Segment Start: Input records
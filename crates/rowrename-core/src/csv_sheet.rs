//! CSV file as a sheet.
//!
//! Every record is a row (row 1 is the first line, headers included). Cells are
//! stored as raw text and typed on read:
//!
//! - `=HYPERLINK("url", "label")` is rich text with a whole-cell link (`""`
//!   inside a literal is a quote);
//! - text with markdown links `[label](url)` is rich text, one run per span;
//! - `TRUE` / `FALSE` are booleans, numeric text is a number;
//! - anything else is text.

use anyhow::{Context, Result};
use regex::Regex;
use std::path::{Path, PathBuf};
use std::sync::OnceLock;

use crate::cell::{CellValue, RichText, TextRun};
use crate::host::{Sheet, SheetError};

/// How far past the last row a write may extend the sheet.
const MAX_ROW_GROWTH: usize = 10_000;
/// Column `ZZZ`.
const MAX_COLUMNS: usize = 18_278;

pub struct CsvSheet {
    path: PathBuf,
    name: String,
    rows: Vec<Vec<String>>,
}

impl CsvSheet {
    /// Loads `path`; the sheet is named after the file stem.
    pub fn open(path: &Path) -> Result<Self> {
        let mut reader = csv::ReaderBuilder::new()
            .has_headers(false)
            .flexible(true)
            .from_path(path)
            .with_context(|| format!("open sheet: {}", path.display()))?;

        let mut rows: Vec<Vec<String>> = Vec::new();
        for record in reader.records() {
            let record = record.with_context(|| format!("read sheet: {}", path.display()))?;
            rows.push(record.iter().map(str::to_string).collect());
        }

        let name = path
            .file_stem()
            .map(|s| s.to_string_lossy().into_owned())
            .unwrap_or_default();
        tracing::debug!(path = %path.display(), rows = rows.len(), "sheet loaded");
        Ok(Self {
            path: path.to_path_buf(),
            name,
            rows,
        })
    }

    pub fn with_name(mut self, name: impl Into<String>) -> Self {
        self.name = name.into();
        self
    }

    pub fn path(&self) -> &Path {
        &self.path
    }

    pub fn row_count(&self) -> usize {
        self.rows.len()
    }

    /// Raw text of a cell, "" outside the used range.
    pub fn raw(&self, row: usize, column: usize) -> &str {
        row.checked_sub(1)
            .and_then(|r| self.rows.get(r))
            .and_then(|cells| column.checked_sub(1).and_then(|c| cells.get(c)))
            .map(String::as_str)
            .unwrap_or("")
    }

    /// Writes the sheet back to its file; short rows are padded.
    pub fn save(&self) -> Result<()> {
        let width = self.rows.iter().map(Vec::len).max().unwrap_or(0);
        let mut writer = csv::WriterBuilder::new()
            .from_path(&self.path)
            .with_context(|| format!("create sheet: {}", self.path.display()))?;
        for row in &self.rows {
            let padded = row
                .iter()
                .map(String::as_str)
                .chain(std::iter::repeat("").take(width - row.len()));
            writer
                .write_record(padded)
                .with_context(|| format!("write sheet: {}", self.path.display()))?;
        }
        writer
            .flush()
            .with_context(|| format!("flush sheet: {}", self.path.display()))?;
        Ok(())
    }
}

impl Sheet for CsvSheet {
    fn name(&self) -> &str {
        &self.name
    }

    fn read(&self, row: usize, column: usize) -> CellValue {
        parse_cell(self.raw(row, column))
    }

    fn write(&mut self, row: usize, column: usize, value: &str) -> Result<(), SheetError> {
        if row == 0
            || column == 0
            || column > MAX_COLUMNS
            || row > self.rows.len().saturating_add(MAX_ROW_GROWTH)
        {
            return Err(SheetError::OutOfRange { row, column });
        }
        if self.rows.len() < row {
            self.rows.resize_with(row, Vec::new);
        }
        let cells = &mut self.rows[row - 1];
        if cells.len() < column {
            cells.resize(column, String::new());
        }
        cells[column - 1] = value.to_string();
        Ok(())
    }
}

fn hyperlink_formula() -> &'static Regex {
    static PATTERN: OnceLock<Regex> = OnceLock::new();
    PATTERN.get_or_init(|| {
        Regex::new(r#"(?i)^=HYPERLINK\(\s*"((?:[^"]|"")*)"\s*(?:[,;]\s*"((?:[^"]|"")*)"\s*)?\)$"#)
            .expect("hyperlink pattern")
    })
}

/// Formula string literals escape `"` as `""`.
fn unescape_literal(s: &str) -> String {
    s.replace("\"\"", "\"")
}

fn markdown_link() -> &'static Regex {
    static PATTERN: OnceLock<Regex> = OnceLock::new();
    PATTERN.get_or_init(|| Regex::new(r"\[([^\]]*)\]\(([^)\s]*)\)").expect("markdown link pattern"))
}

/// Types a raw cell string.
pub fn parse_cell(raw: &str) -> CellValue {
    if raw.is_empty() {
        return CellValue::Empty;
    }

    if let Some(caps) = hyperlink_formula().captures(raw.trim()) {
        let url = caps.get(1).map_or_else(String::new, |m| unescape_literal(m.as_str()));
        let label = caps
            .get(2)
            .map_or_else(|| url.clone(), |m| unescape_literal(m.as_str()));
        return CellValue::RichText(RichText::new(vec![TextRun::plain(label)]).with_link(url));
    }

    if markdown_link().is_match(raw) {
        let mut runs = Vec::new();
        let mut last = 0;
        for caps in markdown_link().captures_iter(raw) {
            let (Some(whole), Some(label), Some(url)) = (caps.get(0), caps.get(1), caps.get(2)) else {
                continue;
            };
            if whole.start() > last {
                runs.push(TextRun::plain(&raw[last..whole.start()]));
            }
            runs.push(TextRun::linked(label.as_str(), url.as_str()));
            last = whole.end();
        }
        if last < raw.len() {
            runs.push(TextRun::plain(&raw[last..]));
        }
        return CellValue::RichText(RichText::new(runs));
    }

    match raw.trim() {
        "TRUE" => return CellValue::Boolean(true),
        "FALSE" => return CellValue::Boolean(false),
        _ => {}
    }
    if let Ok(n) = raw.trim().parse::<f64>() {
        if n.is_finite() {
            return CellValue::Number(n);
        }
    }
    CellValue::Text(raw.to_string())
}

#[cfg(test)]
mod tests {
    use super::*;
    use std::io::Write;

    #[test]
    fn parse_scalars() {
        assert_eq!(parse_cell(""), CellValue::Empty);
        assert_eq!(parse_cell("hello"), CellValue::text("hello"));
        assert_eq!(parse_cell("42"), CellValue::Number(42.0));
        assert_eq!(parse_cell("TRUE"), CellValue::Boolean(true));
        assert_eq!(parse_cell("Yes"), CellValue::text("Yes"));
        assert_eq!(parse_cell("inf"), CellValue::text("inf"));
        assert_eq!(
            parse_cell("https://x.example/a"),
            CellValue::text("https://x.example/a")
        );
    }

    #[test]
    fn parse_hyperlink_formula() {
        let cell = parse_cell(r#"=hyperlink("https://x.example/f", "My file")"#);
        let expected = RichText::new(vec![TextRun::plain("My file")]).with_link("https://x.example/f");
        assert_eq!(cell, CellValue::RichText(expected));

        let cell = parse_cell(r#"=HYPERLINK("https://x.example/f")"#);
        let expected =
            RichText::new(vec![TextRun::plain("https://x.example/f")]).with_link("https://x.example/f");
        assert_eq!(cell, CellValue::RichText(expected));
    }

    #[test]
    fn parse_hyperlink_with_doubled_quotes() {
        let cell = parse_cell(r#"=HYPERLINK("https://x.example/f?q=""a""", "The ""big"" one")"#);
        let expected =
            RichText::new(vec![TextRun::plain(r#"The "big" one"#)]).with_link(r#"https://x.example/f?q="a""#);
        assert_eq!(cell, CellValue::RichText(expected));
    }

    #[test]
    fn parse_markdown_runs() {
        let cell = parse_cell("see [one](https://a/1) and [two](https://a/2).");
        let expected = RichText::new(vec![
            TextRun::plain("see "),
            TextRun::linked("one", "https://a/1"),
            TextRun::plain(" and "),
            TextRun::linked("two", "https://a/2"),
            TextRun::plain("."),
        ]);
        assert_eq!(cell, CellValue::RichText(expected));
    }

    #[test]
    fn open_write_save_roundtrip() {
        let mut f = tempfile::Builder::new().suffix(".csv").tempfile().unwrap();
        writeln!(f, "link,name,go,status").unwrap();
        writeln!(f, "https://x/a,report").unwrap();
        f.flush().unwrap();

        let mut sheet = CsvSheet::open(f.path()).unwrap();
        assert_eq!(sheet.row_count(), 2);
        assert_eq!(sheet.read(2, 2), CellValue::text("report"));
        assert_eq!(sheet.read(2, 3), CellValue::Empty);
        assert_eq!(sheet.read(9, 9), CellValue::Empty);

        sheet.write(2, 4, "ERROR: x, y").unwrap();
        sheet.write(3, 1, "new").unwrap();
        sheet.save().unwrap();

        let reopened = CsvSheet::open(f.path()).unwrap();
        assert_eq!(reopened.row_count(), 3);
        assert_eq!(reopened.raw(2, 4), "ERROR: x, y");
        assert_eq!(reopened.raw(2, 3), "");
        assert_eq!(reopened.raw(3, 1), "new");
    }

    #[test]
    fn name_is_file_stem() {
        let f = tempfile::Builder::new().suffix(".csv").tempfile().unwrap();
        let sheet = CsvSheet::open(f.path()).unwrap();
        let stem = f.path().file_stem().unwrap().to_string_lossy().into_owned();
        assert_eq!(sheet.name(), stem);
        assert_eq!(sheet.with_name("Sheet1").name(), "Sheet1");
    }

    #[test]
    fn write_rejects_zero_index() {
        let f = tempfile::Builder::new().suffix(".csv").tempfile().unwrap();
        let mut sheet = CsvSheet::open(f.path()).unwrap();
        assert!(sheet.write(0, 1, "x").is_err());
    }

    #[test]
    fn write_rejects_runaway_index() {
        let f = tempfile::Builder::new().suffix(".csv").tempfile().unwrap();
        let mut sheet = CsvSheet::open(f.path()).unwrap();
        assert!(matches!(
            sheet.write(usize::MAX, 1, "Yes"),
            Err(SheetError::OutOfRange { .. })
        ));
        assert!(matches!(
            sheet.write(1, usize::MAX, "Yes"),
            Err(SheetError::OutOfRange { .. })
        ));
        assert!(sheet.write(MAX_ROW_GROWTH + 1, 1, "x").is_err());
        assert_eq!(sheet.row_count(), 0);

        sheet.write(MAX_ROW_GROWTH, MAX_COLUMNS, "x").unwrap();
        assert_eq!(sheet.row_count(), MAX_ROW_GROWTH);
        assert_eq!(sheet.raw(MAX_ROW_GROWTH, MAX_COLUMNS), "x");
    }
}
Segment End: Input records
▶ [About this task] Show all lines above containing "writeln".

▶ [Result for this task]
        writeln!(f, "link,name,go,status").unwrap();
        writeln!(f, "https://x/a,report").unwrap();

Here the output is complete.